▶ PROVIDED DATA:
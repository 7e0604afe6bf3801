//! Shared world state for user stamping BDD scenarios.

use std::sync::Arc;

use rstest::fixture;
use userstamps::stamping::{
    adapters::memory::{InMemoryModelEvents, SessionActor},
    domain::{LifecycleEvent, Record},
    ports::{Stampable, StampingConfig},
    services::UserStamps,
};

/// Soft-deletable scenario model.
#[derive(Debug, Default)]
pub struct Document {
    record: Record,
}

impl Stampable for Document {
    const MODEL: &'static str = "documents";
    const SOFT_DELETES: bool = true;

    fn record(&self) -> &Record {
        &self.record
    }

    fn record_mut(&mut self) -> &mut Record {
        &mut self.record
    }
}

/// Hard-deleted scenario model.
#[derive(Debug, Default)]
pub struct Ticket {
    record: Record,
}

impl Stampable for Ticket {
    const MODEL: &'static str = "tickets";

    fn record(&self) -> &Record {
        &self.record
    }

    fn record_mut(&mut self) -> &mut Record {
        &mut self.record
    }
}

/// Which model type the scenario exercises.
#[derive(Debug, Clone, Copy, PartialEq, Eq)]
pub enum ModelKind {
    /// [`Document`].
    SoftDeletable,
    /// [`Ticket`].
    HardDeleted,
}

/// Scenario world for user stamping behaviour tests.
pub struct StampWorld {
    /// Session the stamping policy reads the acting user from.
    pub session: Arc<SessionActor>,
    /// Host events for documents.
    pub documents: InMemoryModelEvents<Document>,
    /// Host events for tickets.
    pub tickets: InMemoryModelEvents<Ticket>,
    /// Model type selected by the scenario.
    pub kind: ModelKind,
    /// Document instance under test.
    pub document: Document,
    /// Ticket instance under test.
    pub ticket: Ticket,
}

impl StampWorld {
    /// Creates a world with both model types booted and nobody logged in.
    ///
    /// # Panics
    ///
    /// Panics if either scenario model fails to boot.
    #[must_use]
    pub fn new() -> Self {
        let session = Arc::new(SessionActor::new());
        let stamps = UserStamps::new(Arc::clone(&session), StampingConfig::default());
        let mut documents = InMemoryModelEvents::new();
        let mut tickets = InMemoryModelEvents::new();
        stamps
            .boot::<Document, _>(&mut documents)
            .expect("documents boot");
        stamps
            .boot::<Ticket, _>(&mut tickets)
            .expect("tickets boot");
        Self {
            session,
            documents,
            tickets,
            kind: ModelKind::SoftDeletable,
            document: Document::default(),
            ticket: Ticket::default(),
        }
    }

    /// Fires `event` for the selected model instance.
    pub fn dispatch(&mut self, event: LifecycleEvent) {
        match self.kind {
            ModelKind::SoftDeletable => {
                self.documents.dispatch(event, &mut self.document);
            }
            ModelKind::HardDeleted => {
                self.tickets.dispatch(event, &mut self.ticket);
            }
        }
    }

    /// Returns the selected instance's attributes.
    #[must_use]
    pub fn record(&self) -> &Record {
        match self.kind {
            ModelKind::SoftDeletable => self.document.record(),
            ModelKind::HardDeleted => self.ticket.record(),
        }
    }

    /// Returns the selected instance's attributes for mutation.
    pub fn record_mut(&mut self) -> &mut Record {
        match self.kind {
            ModelKind::SoftDeletable => self.document.record_mut(),
            ModelKind::HardDeleted => self.ticket.record_mut(),
        }
    }
}

impl Default for StampWorld {
    fn default() -> Self {
        Self::new()
    }
}

/// Fixture that creates a new scenario world.
#[fixture]
pub fn world() -> StampWorld {
    StampWorld::default()
}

▶ TASK:
Every record above needs to be copied exactly.

▶ SOLUTION TO THIS PROBLEM:
repository 7e0604afe6bf3801
//! Shared world state for user stamping BDD scenarios.

use std::sync::Arc;

use rstest::fixture;
use userstamps::stamping::{
    adapters::memory::{InMemoryModelEvents, SessionActor},
    domain::{LifecycleEvent, Record},
    ports::{Stampable, StampingConfig},
    services::UserStamps,
};

/// Soft-deletable scenario model.
#[derive(Debug, Default)]
pub struct Document {
    record: Record,
}

impl Stampable for Document {
    const MODEL: &'static str = "documents";
    const SOFT_DELETES: bool = true;

    fn record(&self) -> &Record {
        &self.record
    }

    fn record_mut(&mut self) -> &mut Record {
        &mut self.record
    }
}

/// Hard-deleted scenario model.
#[derive(Debug, Default)]
pub struct Ticket {
    record: Record,
}

impl Stampable for Ticket {
    const MODEL: &'static str = "tickets";

    fn record(&self) -> &Record {
        &self.record
    }

    fn record_mut(&mut self) -> &mut Record {
        &mut self.record
    }
}

/// Which model type the scenario exercises.
#[derive(Debug, Clone, Copy, PartialEq, Eq)]
pub enum ModelKind {
    /// [`Document`].
    SoftDeletable,
    /// [`Ticket`].
    HardDeleted,
}

/// Scenario world for user stamping behaviour tests.
pub struct StampWorld {
    /// Session the stamping policy reads the acting user from.
    pub session: Arc<SessionActor>,
    /// Host events for documents.
    pub documents: InMemoryModelEvents<Document>,
    /// Host events for tickets.
    pub tickets: InMemoryModelEvents<Ticket>,
    /// Model type selected by the scenario.
    pub kind: ModelKind,
    /// Document instance under test.
    pub document: Document,
    /// Ticket instance under test.
    pub ticket: Ticket,
}

impl StampWorld {
    /// Creates a world with both model types booted and nobody logged in.
    ///
    /// # Panics
    ///
    /// Panics if either scenario model fails to boot.
    #[must_use]
    pub fn new() -> Self {
        let session = Arc::new(SessionActor::new());
        let stamps = UserStamps::new(Arc::clone(&session), StampingConfig::default());
        let mut documents = InMemoryModelEvents::new();
        let mut tickets = InMemoryModelEvents::new();
        stamps
            .boot::<Document, _>(&mut documents)
            .expect("documents boot");
        stamps
            .boot::<Ticket, _>(&mut tickets)
            .expect("tickets boot");
        Self {
            session,
            documents,
            tickets,
            kind: ModelKind::SoftDeletable,
            document: Document::default(),
            ticket: Ticket::default(),
        }
    }

    /// Fires `event` for the selected model instance.
    pub fn dispatch(&mut self, event: LifecycleEvent) {
        match self.kind {
            ModelKind::SoftDeletable => {
                self.documents.dispatch(event, &mut self.document);
            }
            ModelKind::HardDeleted => {
                self.tickets.dispatch(event, &mut self.ticket);
            }
        }
    }

    /// Returns the selected instance's attributes.
    #[must_use]
    pub fn record(&self) -> &Record {
        match self.kind {
            ModelKind::SoftDeletable => self.document.record(),
            ModelKind::HardDeleted => self.ticket.record(),
        }
    }

    /// Returns the selected instance's attributes for mutation.
    pub fn record_mut(&mut self) -> &mut Record {
        match self.kind {
            ModelKind::SoftDeletable => self.document.record_mut(),
            ModelKind::HardDeleted => self.ticket.record_mut(),
        }
    }
}

impl Default for StampWorld {
    fn default() -> Self {
        Self::new()
    }
}

/// Fixture that creates a new scenario world.
#[fixture]
pub fn world() -> StampWorld {
    StampWorld::default()
}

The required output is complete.